I'm grateful for the economic necessity that forces me to live in a small space. Because of it, I've made some discoveries about the materialistic culture that surrounds me that have surprised me.
I think my friend is making a big mistake in considering getting a bigger place in a condo farther away. She is looking at the benefit of having a two car garage, plenty of storage space, and more room inside her home. She talks about the big kitchen and having people over to entertain. I guess as I list these things, I can see that she simply values different things than I do.
I just really love where I live. I love being able to walk to the coffee shop, the grocery store, and to the elementary school. I love our shared pool and hot tub. I love our beautiful landscaped yard and the mature trees out front.

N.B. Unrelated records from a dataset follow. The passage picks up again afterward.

//! OS-reserved directory exclusion.

use std::path::Path;

use serde::{Deserialize, Serialize};

/// Directories under a drive root that hold OS or installer state.
const WINDOWS_RESERVED: &[&str] = &[
    "windows",
    "windows.old",
    "program files",
    "program files (x86)",
    "programdata",
    "$recycle.bin",
    "system volume information",
    "recovery",
    "perflogs",
    "$winreagent",
];

/// Path conventions the exclusion policy knows about.
#[derive(Debug, Clone, Copy, PartialEq, Eq, Serialize, Deserialize)]
pub enum Platform {
    /// Drive-letter paths, case-insensitive, with a known reserved layout.
    Windows,
    /// Anything without a reserved-path convention.
    Other,
}

impl Platform {
    /// The platform this binary was built for.
    pub fn current() -> Self {
        if cfg!(windows) {
            Self::Windows
        } else {
            Self::Other
        }
    }
}

/// Decides which directories are skipped entirely during a scan.
///
/// Paths are compared as strings, after normalizing separators to `\` and
/// lowercasing, so the policy never touches the filesystem.
#[derive(Debug, Clone)]
pub struct ExclusionPolicy {
    /// Normalized drive anchor (e.g. `c:`); `None` when the policy is inactive.
    anchor: Option<String>,
    reserved: Vec<String>,
}

impl ExclusionPolicy {
    /// Build the policy for a scan rooted at `root`.
    pub fn new(root: &Path, include_system: bool, platform: Platform) -> Self {
        if include_system || platform != Platform::Windows {
            return Self::disabled();
        }

        let root = normalize(&root.to_string_lossy());
        let anchor = drive_anchor(&root).to_string();
        let reserved = WINDOWS_RESERVED
            .iter()
            .map(|dir| format!("{anchor}\\{dir}"))
            .collect();

        Self {
            anchor: Some(anchor),
            reserved,
        }
    }

    /// A policy that never excludes anything.
    pub fn disabled() -> Self {
        Self {
            anchor: None,
            reserved: Vec::new(),
        }
    }

    pub fn is_active(&self) -> bool {
        self.anchor.is_some()
    }

    /// Whether `path` must be skipped (not descended into, not counted).
    pub fn is_excluded(&self, path: &Path) -> bool {
        let Some(anchor) = &self.anchor else {
            return false;
        };

        let candidate = normalize(&path.to_string_lossy());
        if self
            .reserved
            .iter()
            .any(|reserved| is_same_or_below(&candidate, reserved))
        {
            return true;
        }

        is_user_app_data(&candidate, anchor)
    }
}

impl Default for ExclusionPolicy {
    fn default() -> Self {
        Self::disabled()
    }
}

fn normalize(path: &str) -> String {
    let mut normalized = path.replace('/', "\\").to_lowercase();
    // Verbatim prefix as produced by canonicalize on Windows.
    if let Some(rest) = normalized.strip_prefix("\\\\?\\") {
        normalized = rest.to_string();
    }
    while normalized.len() > 1 && normalized.ends_with('\\') {
        normalized.pop();
    }
    normalized
}

/// The `x:` prefix of a normalized path, or empty for rootless paths.
fn drive_anchor(path: &str) -> &str {
    match path.find(':') {
        Some(idx) if idx > 0 && !path[..idx].contains('\\') => &path[..=idx],
        _ => "",
    }
}

fn is_same_or_below(candidate: &str, base: &str) -> bool {
    candidate == base
        || candidate
            .strip_prefix(base)
            .is_some_and(|rest| rest.starts_with('\\'))
}

/// `<anchor>\users\<anyone>\appdata` and everything below it.
fn is_user_app_data(candidate: &str, anchor: &str) -> bool {
    let Some(rest) = candidate.strip_prefix(anchor) else {
        return false;
    };
    let mut parts = rest.split('\\').filter(|p| !p.is_empty());
    matches!(
        (parts.next(), parts.next(), parts.next()),
        (Some("users"), Some(_), Some("appdata"))
    )
}
#[tokio::test]
async fn test_missing_root_is_invalid() {
    let temp = TempDir::new().unwrap();
    let (hooks, seen) = recording_hooks();

    let err = Scanner::new()
        .scan(&ScanConfig::new(temp.path().join("nope")), hooks)
        .await
        .unwrap_err();

    assert!(matches!(err, ScanError::NotFound { .. }));
    assert!(err.is_invalid_root());
    let seen = seen.lock().unwrap();
    assert_eq!(seen.len(), 1);
    assert_eq!(seen[0].phase, ScanPhase::Done);
}

#[tokio::test]
async fn test_unbuilt_config_is_validated() {
    let temp = TempDir::new().unwrap();
    write_bytes(temp.path(), "one.txt", 1);

    let mut config = ScanConfig::new(temp.path());
    config.include_files = true;
    config.file_leaf_cap = 0;
    let (hooks, seen) = recording_hooks();

    let err = Scanner::new().scan(&config, hooks).await.unwrap_err();

    assert!(matches!(err, ScanError::InvalidConfig { .. }));
    let seen = seen.lock().unwrap();
    assert_eq!(seen.len(), 1);
    assert_eq!(seen[0].phase, ScanPhase::Done);
}

#[tokio::test]
async fn test_progress_ends_with_single_done() {
    let temp = create_test_tree();
    let (hooks, seen) = recording_hooks();

    Scanner::new()
        .scan(&ScanConfig::new(temp.path()), hooks)
        .await
        .unwrap();

    let seen = seen.lock().unwrap();
    let terminal: Vec<_> = seen.iter().filter(|p| p.is_terminal()).collect();
    assert_eq!(terminal.len(), 1);
    assert_eq!(seen.last().unwrap().phase, ScanPhase::Done);
    assert_eq!(seen.last().unwrap().files_scanned, 8);

    let summing = seen.iter().position(|p| p.phase == ScanPhase::Summing).unwrap();
    assert_eq!(summing, seen.len() - 2);
}

#[tokio::test]
async fn test_cancelled_before_start() {
    let temp = create_test_tree();
    let (hooks, seen) = recording_hooks();

    let err = Scanner::new()
        .scan(&ScanConfig::new(temp.path()), hooks.with_cancel(|| true))
        .await
        .unwrap_err();

    assert!(err.is_cancelled());
    let seen = seen.lock().unwrap();
    assert_eq!(seen.last().unwrap().phase, ScanPhase::Cancelled);
    assert!(seen.iter().all(|p| p.phase != ScanPhase::Done));
}

#[tokio::test]
async fn test_cancel_mid_scan_stops_progress() {
    let temp = TempDir::new().unwrap();
    for d in 0..40 {
        let dir = temp.path().join(format!("d{d}"));
        fs::create_dir(&dir).unwrap();
        for f in 0..20 {
            write_bytes(&dir, &format!("f{f}.txt"), 10);
        }
    }

    let polls = Arc::new(AtomicUsize::new(0));
    let counter = polls.clone();
    let (hooks, seen) = recording_hooks();
    let hooks = hooks.with_cancel(move || counter.fetch_add(1, Ordering::SeqCst) >= 30);

    let err = Scanner::new()
        .scan(&ScanConfig::new(temp.path()), hooks)
        .await
        .unwrap_err();
    assert!(matches!(err, ScanError::Cancelled));

    let count_at_return = seen.lock().unwrap().len();
    tokio::time::sleep(std::time::Duration::from_millis(250)).await;

    let seen = seen.lock().unwrap();
    assert_eq!(seen.len(), count_at_return);
    assert_eq!(seen.last().unwrap().phase, ScanPhase::Cancelled);
    assert_eq!(seen.iter().filter(|p| p.is_terminal()).count(), 1);
}

#[cfg(unix)]
#[tokio::test]
async fn test_symlink_cycle_terminates() {
    use std::os::unix::fs::symlink;

    let temp = TempDir::new().unwrap();
    let root = temp.path();
    fs::create_dir(root.join("a")).unwrap();
    write_bytes(root, "a/f.txt", 10);
    symlink(root, root.join("a/loop")).unwrap();

    // Not following: links are ignored.
    let result = scan(&ScanConfig::new(root)).await.unwrap();
    assert_eq!(result.total_size, 10);
    assert_eq!(result.folder_count(), 2);

    let follow = ScanConfig::builder()
        .root(root)
        .follow_symlinks(true)
        .build()
        .unwrap();
    let result = scan(&follow).await.unwrap();
    assert_eq!(result.total_size, 10);
    assert_eq!(result.total_file_count, 1);
    assert_eq!(result.folder_count(), 2);
}

#[cfg(unix)]
#[tokio::test]
async fn test_cycle_below_depth_limit_terminates() {
    use std::os::unix::fs::symlink;

    let temp = TempDir::new().unwrap();
    let root = temp.path();
    fs::create_dir_all(root.join("a/b/c")).unwrap();
    write_bytes(root, "a/f.txt", 10);
    symlink(root.join("a"), root.join("a/b/c/up")).unwrap();

    let config = ScanConfig::builder()
        .root(root)
        .max_depth(1u32)
        .follow_symlinks(true)
        .build()
        .unwrap();
    let result = scan(&config).await.unwrap();

    assert_eq!(result.total_size, 10);
    assert_eq!(result.total_file_count, 1);
    assert_eq!(result.folder_count(), 2);
}

#[cfg(unix)]
#[tokio::test]
async fn test_hard_links_count_in_every_folder() {
    let temp = TempDir::new().unwrap();
    let root = temp.path();
    for dir in ["a", "b"] {
        fs::create_dir(root.join(dir)).unwrap();
        for i in 0..30 {
            write_bytes(root, &format!("{dir}/pad{i}.dat"), 1);
        }
    }
    write_bytes(root, "a/big.bin", 5000);
    fs::hard_link(root.join("a/big.bin"), root.join("b/big.bin")).unwrap();

    let config = ScanConfig::new(root);
    for _ in 0..20 {
        let result = scan(&config).await.unwrap();
        for name in ["a", "b"] {
            let folder = result.folders.iter().find(|f| f.name == name).unwrap();
            assert_eq!(folder.total_size, 5030, "folder {name}");
            assert_eq!(folder.file_count, 31);
        }
        assert_eq!(result.total_size, 2 * 5030);
    }
}

#[cfg(unix)]
#[tokio::test]
async fn test_broken_symlink_warns_when_followed() {
    use canopy_scan::WarningKind;
    use std::os::unix::fs::symlink;

    let temp = TempDir::new().unwrap();
    symlink(temp.path().join("gone"), temp.path().join("dangling")).unwrap();
    write_bytes(temp.path(), "ok.txt", 3);

    let config = ScanConfig::builder()
        .root(temp.path())
        .follow_symlinks(true)
        .build()
        .unwrap();
    let result = scan(&config).await.unwrap();

    assert_eq!(result.total_size, 3);
    assert_eq!(result.warnings.len(), 1);
    assert_eq!(result.warnings[0].kind, WarningKind::BrokenSymlink);
}

#[cfg(unix)]
#[tokio::test]
async fn test_unreadable_directory_is_empty() {
    use std::os::unix::fs::PermissionsExt;

    let temp = TempDir::new().unwrap();
    let locked = temp.path().join("locked");
    fs::create_dir(&locked).unwrap();
    write_bytes(&locked, "secret.txt", 99);
    write_bytes(temp.path(), "open.txt", 1);
    fs::set_permissions(&locked, fs::Permissions::from_mode(0o000)).unwrap();

    // Privileged users read through the mode bits.
    if fs::read_dir(&locked).is_ok() {
        fs::set_permissions(&locked, fs::Permissions::from_mode(0o755)).unwrap();
        return;
    }

    let result = scan(&ScanConfig::new(temp.path())).await;
    fs::set_permissions(&locked, fs::Permissions::from_mode(0o755)).unwrap();
    let result = result.unwrap();

    assert_eq!(result.total_size, 1);
    assert_eq!(result.folder_count(), 2);
    let locked_stats = result.folders.iter().find(|f| f.name == "locked").unwrap();
    assert_eq!(locked_stats.total_size, 0);
    assert!(result.has_warnings());
}
//! Core types and policies for canopy.
//!
//! This crate holds the data contracts shared between the scanning engine and
//! its consumers (configuration, results, errors) together with the pure
//! policies the walker consults: file type classification and OS-reserved
//! directory exclusion.

mod classify;
mod config;
mod error;
mod exclude;
mod node;
mod result;

pub use classify::{TypeBreakdown, TypeCategory, TypeTally, classify, is_hidden_name};
pub use config::{
    DEFAULT_CONCURRENCY, DEFAULT_FILE_LEAF_CAP, DEFAULT_SOFT_FILE_LIMIT, MAX_CONCURRENCY,
    ScanConfig, ScanConfigBuilder, ScanId,
};
pub use error::{ScanError, ScanWarning, WarningKind};
pub use exclude::{ExclusionPolicy, Platform};
pub use node::{FileStats, FolderStats, NodeId};
pub use result::ScanResult;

If I could offer her my real opinion, I would say buy the other one bedroom condo, rip out the whole interior and redo it to her taste with the money she would save between the cost of the two bedroom place and this one. I think she would discover, as I have, that she doesn't really need the extra room. I think she would be better off throwing out half the stuff that weighs her down and having less storage space. I think she would be better off living so close to me and to my children.
But, I have to consider that I might be completely wrong. It wouldn't be the first time I was completely wrong about what would make someone else happy. The thing is, it hurts to hear her reject the condo that is like my own, because I feel that as a rejection of the way I am living and choosing to live. I feel the bite of the subtle criticism and the nagging suspicion that maybe if my friend feels that way, then probably my neighbors think less of me because in their eyes, I have less. I have less stuff. I have less space.
I need to remind myself that this is not about me at all. It's not about how I live or what I choose to do. I am still free to choose whatever I want, regardless of what my friend decides. If I could take something positive out of this, I think it's a defense of my own choice and way of living. I love living simply. There are a few things in my life that I feel like I am doing right. One of them is my home. I'm proud of this. Maybe another night I can explore that thread more fully.
I am finding this whole excercise soothing. I think that it may have saved me from blurting my opinions inappropriately to my friend. I hope I don't undo all the good of it by spilling the beans in this week's conversation!
I definitely have to ask myself if there's more to this story. Why was this keeping me awake at night? I just don't have the skill yet to really tap in to these issues.